My husband's uncle showed us around the family churchyard, told stories of the folks buried there. But it was the story of someone not buried there that was the focus of our visit. Years ago, in the early 1900s, a man in this town committed suicide. Suicide being an unpardonable sin, the man was buried outside the cemetery. It strikes me as the ultimate cruelty to punish a family in such a way. The deceased is no longer present to defend himself or his family, but the church decides his family deserves no marker at which to grieve. It's a punishment of the living and a final cruelty to the dead.
One reason for our trip to the churchyard was a hunt. It was a search for where they placed that man, no marker, no indication of where they laid his body, our only clues a slightly sunken spot between the trees and the witchcraft-ish crossing of dowsing rods as we walked over the presumed spot.
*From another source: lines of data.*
//! JSON artefact formats and their conversion into engine types.
#![forbid(unsafe_code)]

use std::collections::{BTreeMap, HashSet};

use savour_core::{
    Candidate, Catalog, Domain, Evaluation, Feature, FuzzyModel, ModelError, PreferenceProfile,
    Triangle,
};
use serde::{Deserialize, Serialize};

use crate::ArtefactError;

const fn default_resolution() -> f64 {
    1.0
}

const fn default_weight() -> f64 {
    1.0
}

/// Bounded crisp range with a sampling step.
#[derive(Debug, Clone, Copy, PartialEq, Serialize, Deserialize)]
#[serde(deny_unknown_fields)]
pub struct DomainArtefact {
    /// Lower bound.
    pub min: f64,
    /// Upper bound.
    pub max: f64,
    /// Sampling step; defaults to `1`.
    #[serde(default = "default_resolution")]
    pub resolution: f64,
}

impl From<&Domain> for DomainArtefact {
    fn from(domain: &Domain) -> Self {
        Self {
            min: domain.min(),
            max: domain.max(),
            resolution: domain.resolution(),
        }
    }
}

impl TryFrom<DomainArtefact> for Domain {
    type Error = ModelError;

    fn try_from(artefact: DomainArtefact) -> Result<Self, Self::Error> {
        Ok(Self::new(artefact.min, artefact.max, artefact.resolution)?)
    }
}

/// A fuzzy category and its triangle control points.
#[derive(Debug, Clone, PartialEq, Serialize, Deserialize)]
#[serde(deny_unknown_fields)]
pub struct CategoryArtefact {
    /// Category name.
    pub name: String,
    /// Triangle control points `[a, b, c]`.
    pub points: [f64; 3],
}

/// A feature, its optional domain override and its categories.
#[derive(Debug, Clone, PartialEq, Serialize, Deserialize)]
#[serde(deny_unknown_fields)]
pub struct FeatureArtefact {
    /// Feature name.
    pub name: String,
    /// Domain override; the model domain applies when absent.
    #[serde(default, skip_serializing_if = "Option::is_none")]
    pub domain: Option<DomainArtefact>,
    /// Categories in declaration order.
    pub categories: Vec<CategoryArtefact>,
}

/// Serialised [`FuzzyModel`].
///
/// # Examples
/// ```
/// use savour_core::FuzzyModel;
/// use savour_data::ModelArtefact;
///
/// let artefact: ModelArtefact = serde_json::from_str(
///     r#"{"features": [{"name": "price", "categories": [
///         {"name": "cheap", "points": [0, 0, 40]}
///     ]}]}"#,
/// )?;
/// let model = FuzzyModel::try_from(artefact)?;
/// assert!(model.feature("price").is_some());
/// # Ok::<(), Box<dyn std::error::Error>>(())
/// ```
#[derive(Debug, Clone, PartialEq, Serialize, Deserialize)]
#[serde(deny_unknown_fields)]
pub struct ModelArtefact {
    /// Evaluation strategy; defaults to sampled.
    #[serde(default)]
    pub evaluation: Evaluation,
    /// Default domain for features without an override.
    #[serde(default, skip_serializing_if = "Option::is_none")]
    pub domain: Option<DomainArtefact>,
    /// Features in declaration order.
    pub features: Vec<FeatureArtefact>,
}

impl TryFrom<ModelArtefact> for FuzzyModel {
    type Error = ArtefactError;

    fn try_from(artefact: ModelArtefact) -> Result<Self, Self::Error> {
        let default_domain = artefact
            .domain
            .map(Domain::try_from)
            .transpose()?
            .unwrap_or_default();
        let mut model = Self::new().with_evaluation(artefact.evaluation);
        for definition in artefact.features {
            let domain = definition
                .domain
                .map(Domain::try_from)
                .transpose()?
                .unwrap_or(default_domain);
            model.add_feature(build_feature(definition.name, domain, definition.categories)?)?;
        }
        Ok(model)
    }
}

fn build_feature(
    name: String,
    domain: Domain,
    categories: Vec<CategoryArtefact>,
) -> Result<Feature, ModelError> {
    let mut feature = Feature::new(name, domain)?;
    for category in categories {
        let [a, b, c] = category.points;
        let triangle = Triangle::new(a, b, c).map_err(|source| ModelError::Membership {
            feature: feature.name().to_owned(),
            category: category.name.clone(),
            source,
        })?;
        feature.add_category(category.name, triangle)?;
    }
    Ok(feature)
}

impl From<&FuzzyModel> for ModelArtefact {
    fn from(model: &FuzzyModel) -> Self {
        let features = model
            .features()
            .iter()
            .map(|feature| FeatureArtefact {
                name: feature.name().to_owned(),
                domain: Some(DomainArtefact::from(feature.domain())),
                categories: feature
                    .categories()
                    .iter()
                    .map(|category| CategoryArtefact {
                        name: category.name().to_owned(),
                        points: category.triangle().points(),
                    })
                    .collect(),
            })
            .collect();
        Self {
            evaluation: model.evaluation(),
            domain: None,
            features,
        }
    }
}

/// A candidate and its crisp feature values.
#[derive(Debug, Clone, PartialEq, Serialize, Deserialize)]
#[serde(deny_unknown_fields)]
pub struct CandidateArtefact {
    /// Candidate name.
    pub name: String,
    /// Crisp values keyed by feature name.
    #[serde(default)]
    pub attributes: BTreeMap<String, f64>,
}

/// Serialised [`Catalog`].
#[derive(Debug, Clone, PartialEq, Serialize, Deserialize)]
#[serde(deny_unknown_fields)]
pub struct CatalogArtefact {
    /// Candidates in catalog order.
    pub candidates: Vec<CandidateArtefact>,
}

impl TryFrom<CatalogArtefact> for Catalog {
    type Error = ArtefactError;

    fn try_from(artefact: CatalogArtefact) -> Result<Self, Self::Error> {
        let candidates = artefact.candidates.into_iter().map(|definition| {
            definition
                .attributes
                .into_iter()
                .fold(Candidate::new(definition.name), |candidate, (feature, value)| {
                    candidate.with_attribute(feature, value)
                })
        });
        Ok(Self::new(candidates)?)
    }
}

/// One preference: a target value and an importance weight.
#[derive(Debug, Clone, PartialEq, Serialize, Deserialize)]
#[serde(deny_unknown_fields)]
pub struct PreferenceArtefact {
    /// Feature the preference applies to.
    pub feature: String,
    /// Desired crisp value.
    pub value: f64,
    /// Importance weight in `0..=2`; defaults to `1`.
    #[serde(default = "default_weight")]
    pub weight: f64,
}

/// Serialised [`PreferenceProfile`].
///
/// Weights outside `0..=2` are rejected rather than clamped.
#[derive(Debug, Clone, PartialEq, Serialize, Deserialize)]
#[serde(deny_unknown_fields)]
pub struct ProfileArtefact {
    /// Preferences in declaration order.
    pub preferences: Vec<PreferenceArtefact>,
}

impl TryFrom<ProfileArtefact> for PreferenceProfile {
    type Error = ArtefactError;

    fn try_from(artefact: ProfileArtefact) -> Result<Self, Self::Error> {
        let mut seen = HashSet::with_capacity(artefact.preferences.len());
        let mut profile = Self::new();
        for preference in artefact.preferences {
            if !seen.insert(preference.feature.clone()) {
                return Err(ArtefactError::DuplicatePreference {
                    feature: preference.feature,
                });
            }
            profile.try_set_preference(preference.feature, preference.value, preference.weight)?;
        }
        Ok(profile)
    }
}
Chester's uncle plans to erect a marker, nothing grand, and likely not a marker many folks will ever notice, but an acknowledgment where one never stood before.
The family of the man is long dead. Anyone who knew him or knew people who loved him has long since faded from memory. His story is just a whisper now, and apart from the few who know what lies in the overgrown bramble beyond the cemetery line, his story has the ring of folktale. So there is no person alive to say, "thank you." There will likely be no visitors to this man's marker, no tearful prayers said to his memory, but I believe the carving of a new line matters, the opening of an imaginary gate, welcoming him into the graveyard of his kin.
It matters when we notice the lines we place between us. And it matters when we, belatedly, erase them. It's what Christ did, bridging the chasm between damned and redeemed. Damnation, not so much that burning cartoon beneath the ground, but separation, from God and from each other, has always been man's deepest ache, deepest worry, deepest question. Redemption is inclusive, it speaks to an invitation to all, it speaks to markers on unmarked graves, and the belated apology to a man between the trees.